Allkem (ASX:AKE) shares have come off 32% since hitting a 2023 high of $16.73 back in July.

Lithium prices have played a role, but plenty of uncertainty about its growth plans has also crept in, notably a major update on Monday which seemed to bury hundreds of millions in cost overruns largely on its Sal de Vida Stage 1 and 2 projects in Argentina amid a flurry of information on its long term production plans.

All up the company, which is in the process of attempting to merge with US brine producer Livent, aims to lift its output from 50,000tpa on a lithium carbonate equivalent basis in FY24 to 179,000t in FY28.

But it will cost much more to do so amid ongoing inflationary pressures.

Capex on the 25,000tpa Cauchari development in Argentina, planned to enter production in H2 2027, will rise 48% from US$446 million to US$659m, with opex up from US$3560/t LCE to US$4081/t LCE. However, higher prices would see operating margins remain around the 85% mark.

Capex at the James Bay spodumene project in Canada is up 33.8% on a December 2021 feasibility study to US$381.5m, while capex for the first stage of Sal de Vida where production is expected in H2 FY25 is up 38% from US$271m to US$374m and stage 2 capex is 25% higher, up from US$523m to US$657m.

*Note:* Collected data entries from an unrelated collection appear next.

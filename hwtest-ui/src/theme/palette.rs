use crate::color;

#[derive(Debug, Copy, Clone, PartialEq)]
pub struct Palette {
    pub general: General,
    pub text: Text,
    pub buttons: Buttons,
    pub cards: Cards,
    pub notifications: Notifications,
    pub text_inputs: TextInputs,
    pub diffs: Diffs,
    pub menus: Menus,
    pub qr_codes: QrCodes,
}

#[derive(Debug, Copy, Clone, PartialEq)]
pub struct Text {
    pub primary: iced::Color,
    pub secondary: iced::Color,
    pub warning: iced::Color,
    pub success: iced::Color,
    pub error: iced::Color,
}

#[derive(Debug, Copy, Clone, PartialEq)]
pub struct General {
    pub background: iced::Color,
    pub foreground: iced::Color,
    pub scrollable: iced::Color,
}

#[derive(Debug, Copy, Clone, PartialEq)]
pub struct Buttons {
    pub primary: Button,
    pub secondary: Button,
    pub transparent: Button,
    pub menu: Button,
}

#[derive(Debug, Copy, Clone, PartialEq)]
pub struct Button {
    pub active: ButtonPalette,
    pub hovered: ButtonPalette,
    pub pressed: Option<ButtonPalette>,
    pub disabled: Option<ButtonPalette>,
}

#[derive(Debug, Copy, Clone, PartialEq)]
pub struct ButtonPalette {
    pub background: iced::Color,
    pub text: iced::Color,
    pub border: Option<iced::Color>,
}

#[derive(Debug, Copy, Clone, PartialEq)]
pub struct ContainerPalette {
    pub background: iced::Color,
    pub text: Option<iced::Color>,
    pub border: Option<iced::Color>,
}

#[derive(Debug, Copy, Clone, PartialEq)]
pub struct Cards {
    pub simple: ContainerPalette,
    pub border: ContainerPalette,
    pub success: ContainerPalette,
    pub warning: ContainerPalette,
    pub error: ContainerPalette,
}

#[derive(Debug, Copy, Clone, PartialEq)]
pub struct Notifications {
    pub error: ContainerPalette,
}

#[derive(Debug, Copy, Clone, PartialEq)]
pub struct TextInputs {
    pub primary: TextInput,
}

#[derive(Debug, Copy, Clone, PartialEq)]
pub struct TextInput {
    pub active: TextInputPalette,
    pub disabled: TextInputPalette,
}

#[derive(Debug, Copy, Clone, PartialEq)]
pub struct TextInputPalette {
    pub background: iced::Color,
    pub icon: iced::Color,
    pub placeholder: iced::Color,
    pub value: iced::Color,
    pub selection: iced::Color,
    pub border: Option<iced::Color>,
}

/// Backgrounds of the segments of a word diff.
#[derive(Debug, Copy, Clone, PartialEq)]
pub struct Diffs {
    pub added: ContainerPalette,
    pub removed: ContainerPalette,
    pub common: ContainerPalette,
}

/// Dropdown of the pick lists, the hovered entry being the selected one.
#[derive(Debug, Copy, Clone, PartialEq)]
pub struct Menus {
    pub entry: ButtonPalette,
    pub selected: ButtonPalette,
}

/// Requests shown to QR-driven keystores need dark cells on a light background.
#[derive(Debug, Copy, Clone, PartialEq)]
pub struct QrCodes {
    pub background: iced::Color,
    pub cell: iced::Color,
}

impl std::default::Default for Palette {
    fn default() -> Self {
        Self {
            general: General {
                background: color::LIGHT_BLACK,
                foreground: color::GREY_6,
                scrollable: color::GREY_7,
            },
            text: Text {
                primary: color::WHITE,
                secondary: color::GREY_2,
                warning: color::ORANGE,
                success: color::GREEN,
                error: color::RED,
            },
            buttons: Buttons {
                primary: Button {
                    active: ButtonPalette {
                        background: color::GREEN,
                        text: color::LIGHT_BLACK,
                        border: color::GREEN.into(),
                    },
                    hovered: ButtonPalette {
                        background: color::TRANSPARENT_GREEN,
                        text: color::GREEN,
                        border: color::GREEN.into(),
                    },
                    pressed: Some(ButtonPalette {
                        background: color::TRANSPARENT_GREEN,
                        text: color::GREEN,
                        border: color::GREEN.into(),
                    }),
                    disabled: Some(ButtonPalette {
                        background: color::GREY_5,
                        text: color::GREY_2,
                        border: color::GREY_4.into(),
                    }),
                },
                secondary: Button {
                    active: ButtonPalette {
                        background: color::GREY_6,
                        text: color::WHITE,
                        border: color::GREY_7.into(),
                    },
                    hovered: ButtonPalette {
                        background: color::GREY_6,
                        text: color::GREEN,
                        border: color::GREEN.into(),
                    },
                    pressed: Some(ButtonPalette {
                        background: color::GREY_6,
                        text: color::GREEN,
                        border: color::GREEN.into(),
                    }),
                    disabled: Some(ButtonPalette {
                        background: color::GREY_6,
                        text: color::GREY_3,
                        border: color::GREY_7.into(),
                    }),
                },
                transparent: Button {
                    active: ButtonPalette {
                        background: color::TRANSPARENT,
                        text: color::GREY_2,
                        border: None,
                    },
                    hovered: ButtonPalette {
                        background: color::TRANSPARENT,
                        text: color::WHITE,
                        border: None,
                    },
                    pressed: None,
                    disabled: None,
                },
                menu: Button {
                    active: ButtonPalette {
                        background: color::TRANSPARENT,
                        text: color::WHITE,
                        border: color::TRANSPARENT.into(),
                    },
                    hovered: ButtonPalette {
                        background: color::GREY_6,
                        text: color::WHITE,
                        border: color::TRANSPARENT.into(),
                    },
                    pressed: Some(ButtonPalette {
                        background: color::GREY_5,
                        text: color::GREEN,
                        border: color::TRANSPARENT.into(),
                    }),
                    disabled: None,
                },
            },
            cards: Cards {
                simple: ContainerPalette {
                    background: color::GREY_6,
                    text: None,
                    border: Some(color::GREY_7),
                },
                border: ContainerPalette {
                    background: color::TRANSPARENT,
                    text: None,
                    border: color::GREY_7.into(),
                },
                success: ContainerPalette {
                    background: color::GREY_6,
                    text: color::GREEN.into(),
                    border: color::GREEN.into(),
                },
                warning: ContainerPalette {
                    background: color::GREY_6,
                    text: color::ORANGE.into(),
                    border: color::ORANGE.into(),
                },
                error: ContainerPalette {
                    background: color::GREY_6,
                    text: color::RED.into(),
                    border: color::RED.into(),
                },
            },
            notifications: Notifications {
                error: ContainerPalette {
                    background: color::ORANGE,
                    text: color::LIGHT_BLACK.into(),
                    border: Some(color::ORANGE),
                },
            },
            text_inputs: TextInputs {
                primary: TextInput {
                    active: TextInputPalette {
                        background: color::GREY_6,
                        icon: color::TRANSPARENT,
                        placeholder: color::GREY_3,
                        value: color::WHITE,
                        selection: color::TRANSPARENT_GREEN,
                        border: Some(color::GREY_7),
                    },
                    disabled: TextInputPalette {
                        background: color::GREY_5,
                        icon: color::TRANSPARENT,
                        placeholder: color::GREY_4,
                        value: color::GREY_3,
                        selection: color::TRANSPARENT_GREEN,
                        border: Some(color::GREY_5),
                    },
                },
            },
            diffs: Diffs {
                added: ContainerPalette {
                    background: color::TRANSPARENT_GREEN,
                    text: color::WHITE.into(),
                    border: None,
                },
                removed: ContainerPalette {
                    background: color::TRANSPARENT_RED,
                    text: color::WHITE.into(),
                    border: None,
                },
                common: ContainerPalette {
                    background: color::TRANSPARENT,
                    text: None,
                    border: None,
                },
            },
            menus: Menus {
                entry: ButtonPalette {
                    background: color::GREY_6,
                    text: color::WHITE,
                    border: Some(color::GREY_7),
                },
                selected: ButtonPalette {
                    background: color::GREY_5,
                    text: color::GREEN,
                    border: None,
                },
            },
            qr_codes: QrCodes {
                background: color::WHITE,
                cell: color::BLACK,
            },
        }
    }
}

This has all largely been blamed on inflation, with higher soda ash, lime, natural gas and labour costs to see opex at the 15,000tpa first stage of Sal de Vida rise from US$3612/t LCE to US$4529/t.

 

Number crunchers still on Allkem’s side

Yet a number of analysts remain on Allkem’s side.

Goldman Sachs’ Hugo Nicolaci, Paul Young and Elise Bailey have a buy rating on Allkem and $16.80 per share price target, well over 30% upside.

While that PT is down 2%, they say the brine and hard rock producer, which operates the Olaroz project in Argentina and Mt Cattlin mine in WA, is their preferred exposure among lithium stocks.

Goldman has a relatively bearish long term spodumene price of US$1000/t — current prices are a bit shy of US$3000t.

But Allkem’s valuation on GS’ calculators of US$885/t comes in well below its assessment of peers MinRes (ASX:MIN) (US$1700), Liontown (ASX:LTR) ($1630/t), Pilbara Minerals (ASX:PLS) ($1200), IGO (ASX:IGO) ($980) and Core Lithium (ASX:CXO) ($960).

Young et. al. say Allkem has “one of the best production outlooks in our lithium coverage, with broad based growth optionality” and 4x production growth over five years to FY28.

They say that would support a rebound in earnings to near record levels despite potentially falling lithium prices.

“Allkem has the largest lithium metal contained resource base amongst our coverage when factoring in South American brine assets and second largest reserve (excluding Olaroz due to ongoing reserve re-modeling),” they said.

“However, AKE’s aggregate resource is trading at a significant discount to peers, despite a competitive brine cost curve position and growing Canadian hard rock resource.”

Macquarie continues to see value in Allkem, putting its potential upside at over 100% in a recent note, while Morgans analyst Max Vickerson lifted the advisory firm’s rating to “add” and raised its price target after including the Cauchari project in its company valuation.